WHAT IS REQUIRED:
Whatever the records below hold, copy it all out exactly.

DATA IN THIS EXERCISE:
use serde::{Deserialize, Serialize};

/// Completed lesson indices of one user in one course.
///
/// Indices are kept as strings, the way the API stores them, in the order
/// they were first marked. Inserting an index twice is a no-op.
#[derive(Debug, Clone, Default, PartialEq, Eq, Serialize, Deserialize)]
#[serde(from = "Vec<String>", into = "Vec<String>")]
pub struct WatchedSet {
    entries: Vec<String>,
}

impl WatchedSet {
    pub fn new() -> Self {
        Self::default()
    }

    /// Membership by string equality, as the API compares them.
    pub fn contains(&self, entry: &str) -> bool {
        self.entries.iter().any(|e| e == entry)
    }

    pub fn contains_index(&self, index: usize) -> bool {
        self.contains(&index.to_string())
    }

    /// Record a lesson index. Returns false when it was already present.
    pub fn insert(&mut self, index: usize) -> bool {
        let entry = index.to_string();
        if self.contains(&entry) {
            return false;
        }
        self.entries.push(entry);
        true
    }

    pub fn len(&self) -> usize {
        self.entries.len()
    }

    pub fn is_empty(&self) -> bool {
        self.entries.is_empty()
    }

    pub fn iter(&self) -> impl Iterator<Item = &str> {
        self.entries.iter().map(String::as_str)
    }

    /// Number of entries that name a real lesson of a course with
    /// `lesson_count` lessons. Stale or malformed entries are ignored.
    pub fn count_within(&self, lesson_count: usize) -> usize {
        self.entries
            .iter()
            .filter_map(|e| e.parse::<usize>().ok())
            .filter(|i| *i < lesson_count)
            .count()
    }
}

impl From<Vec<String>> for WatchedSet {
    fn from(raw: Vec<String>) -> Self {
        let mut entries: Vec<String> = Vec::with_capacity(raw.len());
        for entry in raw {
            if !entries.contains(&entry) {
                entries.push(entry);
            }
        }
        Self { entries }
    }
}

impl From<WatchedSet> for Vec<String> {
    fn from(set: WatchedSet) -> Self {
        set.entries
    }
}

impl FromIterator<usize> for WatchedSet {
    fn from_iter<I: IntoIterator<Item = usize>>(iter: I) -> Self {
        let mut set = WatchedSet::new();
        for index in iter {
            set.insert(index);
        }
        set
    }
}

/// Result of asking to mark a lesson as watched.
#[derive(Debug, Clone, Copy, PartialEq, Eq, Serialize)]
#[serde(tag = "outcome", rename_all = "snake_case")]
pub enum MarkOutcome {
    /// The mutation was sent; `progress` is the refreshed percentage.
    Marked { progress: u8 },
    /// The lesson was already in the watched set; nothing was sent.
    AlreadyWatched { progress: u8 },
}

impl MarkOutcome {
    pub fn progress(&self) -> u8 {
        match self {
            MarkOutcome::Marked { progress } | MarkOutcome::AlreadyWatched { progress } => {
                *progress
            }
        }
    }

    pub fn was_sent(&self) -> bool {
        matches!(self, MarkOutcome::Marked { .. })
    }
}

#[cfg(test)]
mod tests {
    use super::*;

    #[test]
    fn test_insert_is_idempotent() {
        let mut set = WatchedSet::new();
        assert!(set.insert(3));
        assert!(!set.insert(3));
        assert_eq!(set.len(), 1);
        assert!(set.contains("3"));
        assert!(set.contains_index(3));
    }

    #[test]
    fn test_deserialize_dedups() {
        let set: WatchedSet = serde_json::from_str(r#"["0","1","1","2"]"#).unwrap();
        assert_eq!(set.len(), 3);
        assert_eq!(set.iter().collect::<Vec<_>>(), vec!["0", "1", "2"]);
        assert_eq!(serde_json::to_string(&set).unwrap(), r#"["0","1","2"]"#);
    }

    #[test]
    fn test_count_within_ignores_out_of_range() {
        let set = WatchedSet::from(vec![
            "0".to_string(),
            "4".to_string(),
            "9".to_string(),
            "intro".to_string(),
        ]);
        assert_eq!(set.count_within(5), 2);
    }

    #[test]
    fn test_string_membership_is_exact() {
        let set = WatchedSet::from(vec!["01".to_string()]);
        assert!(!set.contains_index(1));
    }
}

FINISHED EXERCISE:
use serde::{Deserialize, Serialize};

/// Completed lesson indices of one user in one course.
///
/// Indices are kept as strings, the way the API stores them, in the order
/// they were first marked. Inserting an index twice is a no-op.
#[derive(Debug, Clone, Default, PartialEq, Eq, Serialize, Deserialize)]
#[serde(from = "Vec<String>", into = "Vec<String>")]
pub struct WatchedSet {
    entries: Vec<String>,
}

impl WatchedSet {
    pub fn new() -> Self {
        Self::default()
    }

    /// Membership by string equality, as the API compares them.
    pub fn contains(&self, entry: &str) -> bool {
        self.entries.iter().any(|e| e == entry)
    }

    pub fn contains_index(&self, index: usize) -> bool {
        self.contains(&index.to_string())
    }

    /// Record a lesson index. Returns false when it was already present.
    pub fn insert(&mut self, index: usize) -> bool {
        let entry = index.to_string();
        if self.contains(&entry) {
            return false;
        }
        self.entries.push(entry);
        true
    }

    pub fn len(&self) -> usize {
        self.entries.len()
    }

    pub fn is_empty(&self) -> bool {
        self.entries.is_empty()
    }

    pub fn iter(&self) -> impl Iterator<Item = &str> {
        self.entries.iter().map(String::as_str)
    }

    /// Number of entries that name a real lesson of a course with
    /// `lesson_count` lessons. Stale or malformed entries are ignored.
    pub fn count_within(&self, lesson_count: usize) -> usize {
        self.entries
            .iter()
            .filter_map(|e| e.parse::<usize>().ok())
            .filter(|i| *i < lesson_count)
            .count()
    }
}

impl From<Vec<String>> for WatchedSet {
    fn from(raw: Vec<String>) -> Self {
        let mut entries: Vec<String> = Vec::with_capacity(raw.len());
        for entry in raw {
            if !entries.contains(&entry) {
                entries.push(entry);
            }
        }
        Self { entries }
    }
}

impl From<WatchedSet> for Vec<String> {
    fn from(set: WatchedSet) -> Self {
        set.entries
    }
}

impl FromIterator<usize> for WatchedSet {
    fn from_iter<I: IntoIterator<Item = usize>>(iter: I) -> Self {
        let mut set = WatchedSet::new();
        for index in iter {
            set.insert(index);
        }
        set
    }
}

/// Result of asking to mark a lesson as watched.
#[derive(Debug, Clone, Copy, PartialEq, Eq, Serialize)]
#[serde(tag = "outcome", rename_all = "snake_case")]
pub enum MarkOutcome {
    /// The mutation was sent; `progress` is the refreshed percentage.
    Marked { progress: u8 },
    /// The lesson was already in the watched set; nothing was sent.
    AlreadyWatched { progress: u8 },
}

impl MarkOutcome {
    pub fn progress(&self) -> u8 {
        match self {
            MarkOutcome::Marked { progress } | MarkOutcome::AlreadyWatched { progress } => {
                *progress
            }
        }
    }

    pub fn was_sent(&self) -> bool {
        matches!(self, MarkOutcome::Marked { .. })
    }
}

#[cfg(test)]
mod tests {
    use super::*;

    #[test]
    fn test_insert_is_idempotent() {
        let mut set = WatchedSet::new();
        assert!(set.insert(3));
        assert!(!set.insert(3));
        assert_eq!(set.len(), 1);
        assert!(set.contains("3"));
        assert!(set.contains_index(3));
    }

    #[test]
    fn test_deserialize_dedups() {
        let set: WatchedSet = serde_json::from_str(r#"["0","1","1","2"]"#).unwrap();
        assert_eq!(set.len(), 3);
        assert_eq!(set.iter().collect::<Vec<_>>(), vec!["0", "1", "2"]);
        assert_eq!(serde_json::to_string(&set).unwrap(), r#"["0","1","2"]"#);
    }

    #[test]
    fn test_count_within_ignores_out_of_range() {
        let set = WatchedSet::from(vec![
            "0".to_string(),
            "4".to_string(),
            "9".to_string(),
            "intro".to_string(),
        ]);
        assert_eq!(set.count_within(5), 2);
    }

    #[test]
    fn test_string_membership_is_exact() {
        let set = WatchedSet::from(vec!["01".to_string()]);
        assert!(!set.contains_index(1));
    }
}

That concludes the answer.